# greenup 4/19



## mountainmang (Jun 24, 2006)

what a blast this evening...3 big smallmouth and a sauger down on the rocks :B


----------



## fishknife (Apr 13, 2004)

Is the water still muddy at Greenup?


----------



## mountainmang (Jun 24, 2006)

not horribly muddy but i've always had the best luck there with a little muddy water...the fishing really seems to slow (for me) when it gets super clear.


----------



## plevna22 (Apr 19, 2008)

Before the big storm a week ago my buddy made 10 casts and caught 10 fish. Half were sauger and half were stripers. Next morning we went and caught one white bass. But 2 guys beside us, down at the rocks, were catching several sauger on chartruse jigs. Wind was terrible and we could not cast to the area.


----------



## mountainmang (Jun 24, 2006)

it's all about the current and your drift down there. once you can get that figured out and find out where there's no snags on the bottom you can usually do ok. i used to be concerned about losing lures but after fishing the maumee i don't think a thing of it now.....i think i can tie a new jig head on now in like 5.3 seconds, LOL.


----------



## Daveo76 (Apr 14, 2004)

Seems like alot more Smallies this Spring. They're even hitting 5" Swimbaits pretty well.
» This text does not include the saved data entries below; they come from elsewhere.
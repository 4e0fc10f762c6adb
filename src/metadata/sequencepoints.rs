//! Sequence points of Portable PDB `MethodDebugInformation` rows.
//!
//! A sequence points blob maps IL offsets of one method to source locations. It starts with a
//! small header, followed by delta encoded records:
//!
//! ```text
//! Blob   ::= header record (record | document-record)*
//! header ::= LocalSignature [InitialDocument]
//! record ::= δILOffset ΔLines ΔColumns [δStartLine δStartColumn]
//! ```
//!
//! - `InitialDocument` is only present if the row itself does not name a document.
//! - A `δILOffset` of 0 after the first record introduces a document-record, switching the
//!   document of all following points.
//! - `ΔLines == 0 && ΔColumns == 0` marks a hidden point, which carries no start position.
//! - The start position of the first visible point is absolute, later ones are signed deltas
//!   relative to the previous visible point.
//!
//! # Examples
//!
//! ```rust
//! use pdbcompare::metadata::sequencepoints::parse_sequence_points;
//!
//! // no locals, document 1, il 0: line 10 col 2 to line 10 col 7
//! let blob = [0x00, 0x01, 0x00, 0x00, 0x05, 0x0A, 0x02];
//! let points = parse_sequence_points(&blob, 0)?;
//! assert_eq!(points.0.len(), 1);
//! assert_eq!(points.0[0].document, 1);
//! assert_eq!((points.0[0].start_line, points.0[0].end_column), (10, 7));
//! # Ok::<(), pdbcompare::Error>(())
//! ```
//!
//! # References
//!
//! - [PortablePDB Spec](https://github.com/dotnet/runtime/blob/main/docs/design/specs/PortablePdb-Metadata.md#sequence-points)

use crate::{file::parser::Parser, Result};

/// Line number of hidden sequence points
pub const HIDDEN_LINE: u32 = 0x00FE_EFEE;

/// Largest valid line number
const MAX_LINE: i64 = 0x2000_0000 - 1;

/// Largest valid column number
const MAX_COLUMN: i64 = 0x1_0000 - 1;

/// A single mapping from an IL offset to a source location
#[derive(Debug, Clone, PartialEq, Eq)]
pub struct SequencePoint {
    /// Offset in the method's IL stream
    pub il_offset: u32,
    /// `Document` row of the source file
    pub document: u32,
    /// Starting line, [`HIDDEN_LINE`] for hidden points
    pub start_line: u32,
    /// Starting column
    pub start_column: u32,
    /// Ending line
    pub end_line: u32,
    /// Ending column
    pub end_column: u32,
    /// True if this point hides the instructions from the debugger
    pub is_hidden: bool,
}

/// The sequence points of one method, in blob order
#[derive(Debug, Clone, PartialEq, Eq, Default)]
pub struct SequencePoints(pub Vec<SequencePoint>);

impl SequencePoints {
    /// Returns the sequence point for a given IL offset, if any.
    #[must_use]
    pub fn find_by_il_offset(&self, il_offset: u32) -> Option<&SequencePoint> {
        self.0.iter().find(|sp| sp.il_offset == il_offset)
    }
}

fn checked_position(previous: u32, delta: i32, max: i64, what: &str) -> Result<u32> {
    let value = i64::from(previous) + i64::from(delta);
    if !(0..=max).contains(&value) {
        return Err(malformed_error!(
            "Sequence point {} out of range - {} + {}",
            what,
            previous,
            delta
        ));
    }

    u32::try_from(value).map_err(|_| malformed_error!("Sequence point {} out of range", what))
}

/// Parses a sequence points blob.
///
/// `document` is the `Document` column of the owning `MethodDebugInformation` row; when it is 0
/// the initial document is read from the blob header.
///
/// # Errors
/// Returns [`crate::Error::OutOfBounds`] on truncated blobs, [`crate::Error::Malformed`] if
/// offsets do not increase or a position leaves the valid range.
pub fn parse_sequence_points(blob: &[u8], document: u32) -> Result<SequencePoints> {
    let mut parser = Parser::new(blob);
    let mut points = Vec::new();

    if blob.is_empty() {
        return Ok(SequencePoints(points));
    }

    let _local_signature = parser.read_compressed_uint()?;
    let mut current_document = if document == 0 {
        parser.read_compressed_uint()?
    } else {
        document
    };

    let mut il_offset = 0u32;
    let mut previous_visible: Option<(u32, u32)> = None;
    let mut first = true;

    while parser.has_more_data() {
        let il_delta = parser.read_compressed_uint()?;
        if !first && il_delta == 0 {
            current_document = parser.read_compressed_uint()?;
            continue;
        }

        il_offset = if first {
            il_delta
        } else {
            il_offset
                .checked_add(il_delta)
                .ok_or_else(|| malformed_error!("Sequence point IL offset overflow"))?
        };
        first = false;

        let delta_lines = parser.read_compressed_uint()?;
        let delta_columns = if delta_lines == 0 {
            i64::from(parser.read_compressed_uint()?)
        } else {
            i64::from(parser.read_compressed_int()?)
        };

        if delta_lines == 0 && delta_columns == 0 {
            points.push(SequencePoint {
                il_offset,
                document: current_document,
                start_line: HIDDEN_LINE,
                start_column: 0,
                end_line: HIDDEN_LINE,
                end_column: 0,
                is_hidden: true,
            });
            continue;
        }

        let (start_line, start_column) = match previous_visible {
            None => (
                parser.read_compressed_uint()?,
                parser.read_compressed_uint()?,
            ),
            Some((line, column)) => (
                checked_position(line, parser.read_compressed_int()?, MAX_LINE, "line")?,
                checked_position(column, parser.read_compressed_int()?, MAX_COLUMN, "column")?,
            ),
        };
        previous_visible = Some((start_line, start_column));

        let end_line = i64::from(start_line) + i64::from(delta_lines);
        let end_column = i64::from(start_column) + delta_columns;
        if end_line > MAX_LINE || !(0..=MAX_COLUMN).contains(&end_column) {
            return Err(malformed_error!(
                "Sequence point end out of range - {}:{}",
                end_line,
                end_column
            ));
        }

        points.push(SequencePoint {
            il_offset,
            document: current_document,
            start_line,
            start_column,
            end_line: u32::try_from(end_line)
                .map_err(|_| malformed_error!("Sequence point end line out of range"))?,
            end_column: u32::try_from(end_column)
                .map_err(|_| malformed_error!("Sequence point end column out of range"))?,
            is_hidden: false,
        });
    }

    Ok(SequencePoints(points))
}
//! Little-endian, bounds-checked reading of primitive values.
//!
//! Everything in a PE image, the ECMA-335 metadata and the Portable PDB format is stored in
//! little-endian byte order, so this module only offers the little-endian half of the usual
//! reader family. All functions return [`crate::Error::OutOfBounds`] instead of panicking when
//! the buffer is too short.
//!
//! # Key Components
//!
//! - [`crate::file::io::CilIO`] - Conversion trait implemented for the primitive integer types
//! - [`crate::file::io::read_le`] - Read a value from the start of a buffer
//! - [`crate::file::io::read_le_at`] - Read a value at an offset and advance the offset
//! - [`crate::file::io::read_le_at_dyn`] - Read a 2 or 4 byte index, widened to `u32`
//!
//! # Examples
//!
//! ```rust
//! use pdbcompare::file::io::{read_le, read_le_at};
//!
//! let data = [0x01, 0x00, 0x02, 0x00, 0x03, 0x00, 0x00, 0x00];
//! assert_eq!(read_le::<u16>(&data)?, 1);
//!
//! let mut offset = 2;
//! let second: u16 = read_le_at(&data, &mut offset)?;
//! let third: u32 = read_le_at(&data, &mut offset)?;
//! assert_eq!((second, third, offset), (2, 3, 8));
//! # Ok::<(), pdbcompare::Error>(())
//! ```

use crate::Result;

/// Types which can be decoded from a fixed-size little-endian byte array.
pub trait CilIO: Sized {
    /// Byte array type holding the encoded value (e.g. `[u8; 4]` for `u32`).
    type Bytes: Sized + for<'a> TryFrom<&'a [u8]>;

    /// Read T from a byte buffer in little-endian
    fn from_le_bytes(bytes: Self::Bytes) -> Self;
}

macro_rules! impl_cil_io {
    ($($ty:ty),*) => {
        $(
            impl CilIO for $ty {
                type Bytes = [u8; std::mem::size_of::<$ty>()];

                fn from_le_bytes(bytes: Self::Bytes) -> Self {
                    <$ty>::from_le_bytes(bytes)
                }
            }
        )*
    };
}

impl_cil_io!(u8, i8, u16, i16, u32, i32, u64, i64);

/// Safely reads a value of type `T` in little-endian byte order from the start of `data`.
///
/// # Errors
/// Returns [`crate::Error::OutOfBounds`] if there are insufficient bytes.
pub fn read_le<T: CilIO>(data: &[u8]) -> Result<T> {
    let mut offset = 0_usize;
    read_le_at(data, &mut offset)
}

/// Safely reads a value of type `T` at `offset`, advancing `offset` by the size of `T`.
///
/// The offset is left untouched when the read fails.
///
/// # Errors
/// Returns [`crate::Error::OutOfBounds`] if there are insufficient bytes.
pub fn read_le_at<T: CilIO>(data: &[u8], offset: &mut usize) -> Result<T> {
    let type_len = std::mem::size_of::<T>();
    let Some(end) = offset.checked_add(type_len) else {
        return Err(out_of_bounds_error!());
    };
    if end > data.len() {
        return Err(out_of_bounds_error!());
    }

    let Ok(read) = data[*offset..end].try_into() else {
        return Err(out_of_bounds_error!());
    };

    *offset = end;

    Ok(T::from_le_bytes(read))
}

/// Reads either a 2-byte or a 4-byte little-endian value, widened to `u32`.
///
/// Metadata heap and table indices switch between both widths depending on the size of the
/// heap or table they point into.
///
/// # Errors
/// Returns [`crate::Error::OutOfBounds`] if there are insufficient bytes.
pub fn read_le_at_dyn(data: &[u8], offset: &mut usize, is_large: bool) -> Result<u32> {
    let res = if is_large {
        read_le_at::<u32>(data, offset)?
    } else {
        u32::from(read_le_at::<u16>(data, offset)?)
    };

    Ok(res)
}
#[cfg(test)]
mod tests {
    use super::*;
    use crate::metadata::signatures::{parse_method_signature, ArrayDimensions};

    struct FixedNames {
        types: HashMap<Token, &'static str>,
        params: HashMap<(Token, u32), &'static str>,
    }

    impl NameLookup for FixedNames {
        fn token_name(&self, token: Token, _: &GenericContext, _: usize) -> Result<String> {
            self.types
                .get(&token)
                .map(|name| (*name).to_string())
                .ok_or_else(|| malformed_error!("unknown token {}", token))
        }

        fn generic_param_name(&self, owner: Token, number: u32) -> Option<String> {
            self.params.get(&(owner, number)).map(|name| (*name).to_string())
        }
    }

    const LIST: Token = Token(0x0100_0001);
    const IS_VOLATILE: Token = Token(0x0100_0002);
    const IS_CONST: Token = Token(0x0100_0003);
    const OWNER_TYPE: Token = Token(0x0200_0002);
    const OWNER_METHOD: Token = Token(0x0600_0001);

    fn lookup() -> FixedNames {
        FixedNames {
            types: HashMap::from([
                (LIST, "System.Collections.Generic.List`1"),
                (IS_VOLATILE, "System.Runtime.CompilerServices.IsVolatile"),
                (IS_CONST, "System.Runtime.CompilerServices.IsConst"),
            ]),
            params: HashMap::from([((OWNER_TYPE, 0), "T"), ((OWNER_METHOD, 0), "TResult")]),
        }
    }

    fn name(signature: &TypeSignature, context: &GenericContext) -> String {
        format_type(&lookup(), signature, context, 0).unwrap()
    }

    #[test]
    fn primitives_and_constructed() {
        let context = GenericContext::default();
        let int = || Box::new(TypeSignature::I4);

        assert_eq!(name(&TypeSignature::I4, &context), "System.Int32");
        assert_eq!(name(&TypeSignature::U, &context), "System.UIntPtr");
        assert_eq!(name(&TypeSignature::SzArray(int()), &context), "System.Int32[]");
        assert_eq!(name(&TypeSignature::ByRef(int()), &context), "System.Int32&");
        assert_eq!(name(&TypeSignature::Ptr(int()), &context), "System.Int32*");
        assert_eq!(
            name(&TypeSignature::Pinned(int()), &context),
            "System.Int32 pinned"
        );
        assert_eq!(
            name(
                &TypeSignature::GenericInst(
                    Box::new(TypeSignature::Class(LIST)),
                    vec![TypeSignature::String]
                ),
                &context
            ),
            "System.Collections.Generic.List`1<System.String>"
        );
    }

    #[test]
    fn modifiers_inner_first() {
        let signature = TypeSignature::ModifiedOptional(
            IS_CONST,
            Box::new(TypeSignature::ModifiedRequired(
                IS_VOLATILE,
                Box::new(TypeSignature::I4),
            )),
        );

        assert_eq!(
            name(&signature, &GenericContext::default()),
            "System.Int32 modreq(System.Runtime.CompilerServices.IsVolatile) \
             modopt(System.Runtime.CompilerServices.IsConst)"
        );
    }

    #[test]
    fn generic_parameters() {
        let context = GenericContext {
            type_owner: Some(OWNER_TYPE),
            method_owner: Some(OWNER_METHOD),
        };
        assert_eq!(name(&TypeSignature::GenericParamType(0), &context), "T");
        assert_eq!(name(&TypeSignature::GenericParamMethod(0), &context), "TResult");
        assert_eq!(name(&TypeSignature::GenericParamType(1), &context), "!1");
        assert_eq!(
            name(&TypeSignature::GenericParamMethod(0), &GenericContext::default()),
            "!!0"
        );
    }

    #[test]
    fn arrays() {
        let array = |rank, dimensions| {
            TypeSignature::Array(SignatureArray {
                base: Box::new(TypeSignature::I4),
                rank,
                dimensions,
            })
        };
        let context = GenericContext::default();

        let zero_based = ArrayDimensions {
            size: None,
            lower_bound: Some(0),
        };
        assert_eq!(
            name(&array(2, vec![zero_based.clone(), zero_based]), &context),
            "System.Int32[0...,0...]"
        );
        assert_eq!(name(&array(1, Vec::new()), &context), "System.Int32[]");
        assert_eq!(name(&array(3, Vec::new()), &context), "System.Int32[,,]");
        assert_eq!(
            name(
                &array(
                    1,
                    vec![ArrayDimensions {
                        size: Some(3),
                        lower_bound: Some(-1)
                    }]
                ),
                &context
            ),
            "System.Int32[-1...1]"
        );
    }

    #[test]
    fn methods() {
        // instance void M(int32, List`1<!0>&)
        let signature =
            parse_method_signature(&[0x20, 0x02, 0x01, 0x08, 0x10, 0x15, 0x12, 0x05, 0x01, 0x13, 0x00])
                .unwrap();
        let context = GenericContext {
            type_owner: Some(OWNER_TYPE),
            method_owner: Some(OWNER_METHOD),
        };

        assert_eq!(
            format_method(&lookup(), "Ns.Outer/Inner", "M", &signature, &context).unwrap(),
            "System.Void Ns.Outer/Inner::M(System.Int32,System.Collections.Generic.List`1<T>&)"
        );

        // method System.Int32 *(System.String)
        let fnptr = parse_method_signature(&[0x00, 0x01, 0x1B, 0x00, 0x01, 0x08, 0x0E, 0x01])
            .unwrap();
        assert_eq!(
            format_method(&lookup(), "C", "Call", &fnptr, &GenericContext::default()).unwrap(),
            "method System.Int32 *(System.String) C::Call(System.Void)"
        );

        // vararg void M(int32, ..., string)
        let vararg = parse_method_signature(&[0x05, 0x02, 0x01, 0x08, 0x41, 0x0E]).unwrap();
        assert_eq!(
            format_method(&lookup(), "C", "V", &vararg, &GenericContext::default()).unwrap(),
            "System.Void C::V(System.Int32,...,System.String)"
        );
    }

    #[test]
    fn unresolved_token_fails() {
        let signature = TypeSignature::Class(Token::new(0x0100_0009));
        assert!(format_type(&lookup(), &signature, &GenericContext::default(), 0).is_err());
    }
}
We've even caught a few up on the deck right along with the Wipers.


----------



## fishin_fool_69 (Jan 2, 2006)

I agree.It seems like the smallies are taking up residence down there,heres the first smallie I ever caught down there,wasnt huge,but fun.


----------



## Daveo76 (Apr 14, 2004)

You think they're related???


----------



## fishin_fool_69 (Jan 2, 2006)

lol,yea it kinda looks like


----------



## mountainmang (Jun 24, 2006)

another fun evening down there...3 white bass, 1 smallie and a whole slew of sauger


----------



## mountainmang (Jun 24, 2006)

i really don't expect everyone to believe this without a picture, BUT i landed a pretty large smallie this evening that had a fish 1/3 it's size lodged in it's throat. it was really a sight to see! :B


----------